Segment Start: Task input

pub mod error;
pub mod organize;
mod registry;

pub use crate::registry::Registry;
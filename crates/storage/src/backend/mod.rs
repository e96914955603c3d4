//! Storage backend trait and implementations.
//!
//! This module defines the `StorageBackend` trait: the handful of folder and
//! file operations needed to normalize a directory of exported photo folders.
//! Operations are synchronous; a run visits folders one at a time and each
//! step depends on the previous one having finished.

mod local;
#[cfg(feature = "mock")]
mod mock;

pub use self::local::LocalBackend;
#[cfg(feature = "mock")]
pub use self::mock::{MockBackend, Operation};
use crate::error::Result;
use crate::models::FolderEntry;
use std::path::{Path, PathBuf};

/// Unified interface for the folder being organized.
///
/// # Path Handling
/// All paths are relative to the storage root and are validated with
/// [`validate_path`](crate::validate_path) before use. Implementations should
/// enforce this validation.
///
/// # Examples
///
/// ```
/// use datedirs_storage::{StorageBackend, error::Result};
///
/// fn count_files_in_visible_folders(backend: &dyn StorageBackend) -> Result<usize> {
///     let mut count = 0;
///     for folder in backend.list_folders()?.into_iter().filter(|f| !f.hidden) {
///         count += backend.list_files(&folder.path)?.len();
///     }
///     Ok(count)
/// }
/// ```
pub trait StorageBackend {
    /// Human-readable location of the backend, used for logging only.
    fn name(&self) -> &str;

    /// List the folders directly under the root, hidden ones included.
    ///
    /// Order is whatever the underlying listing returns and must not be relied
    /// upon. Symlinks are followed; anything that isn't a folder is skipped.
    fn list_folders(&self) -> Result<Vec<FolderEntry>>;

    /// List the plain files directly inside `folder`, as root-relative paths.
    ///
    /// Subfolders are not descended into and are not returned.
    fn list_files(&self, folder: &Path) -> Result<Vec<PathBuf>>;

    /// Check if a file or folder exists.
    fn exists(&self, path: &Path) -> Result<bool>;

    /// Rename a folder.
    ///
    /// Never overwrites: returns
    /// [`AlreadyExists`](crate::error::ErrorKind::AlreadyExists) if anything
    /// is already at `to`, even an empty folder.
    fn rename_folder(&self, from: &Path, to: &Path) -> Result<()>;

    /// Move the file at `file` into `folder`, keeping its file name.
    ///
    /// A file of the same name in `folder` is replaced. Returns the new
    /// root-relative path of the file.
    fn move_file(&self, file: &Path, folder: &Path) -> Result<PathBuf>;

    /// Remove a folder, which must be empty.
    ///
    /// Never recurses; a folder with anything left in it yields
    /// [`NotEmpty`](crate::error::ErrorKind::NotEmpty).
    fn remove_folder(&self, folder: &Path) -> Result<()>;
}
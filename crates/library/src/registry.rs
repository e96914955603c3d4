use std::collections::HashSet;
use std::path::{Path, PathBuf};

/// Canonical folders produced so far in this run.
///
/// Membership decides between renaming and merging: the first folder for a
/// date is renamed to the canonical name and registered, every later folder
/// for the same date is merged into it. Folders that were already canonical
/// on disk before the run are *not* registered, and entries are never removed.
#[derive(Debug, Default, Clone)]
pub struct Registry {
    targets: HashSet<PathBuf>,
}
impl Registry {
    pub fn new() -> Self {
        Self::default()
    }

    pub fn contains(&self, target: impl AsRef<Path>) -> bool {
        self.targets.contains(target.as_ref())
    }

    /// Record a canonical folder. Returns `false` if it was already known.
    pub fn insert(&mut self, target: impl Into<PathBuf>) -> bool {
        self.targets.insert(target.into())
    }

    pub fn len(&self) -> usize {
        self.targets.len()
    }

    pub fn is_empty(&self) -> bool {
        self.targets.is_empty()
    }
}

Segment End: Task input

## Problem description
The line with "self.targets.insert(target.into())" through the last line of the data: write these out exactly, and no others.

## Exercise solution
        self.targets.insert(target.into())
    }

    pub fn len(&self) -> usize {
        self.targets.len()
    }

    pub fn is_empty(&self) -> bool {
        self.targets.is_empty()
    }
}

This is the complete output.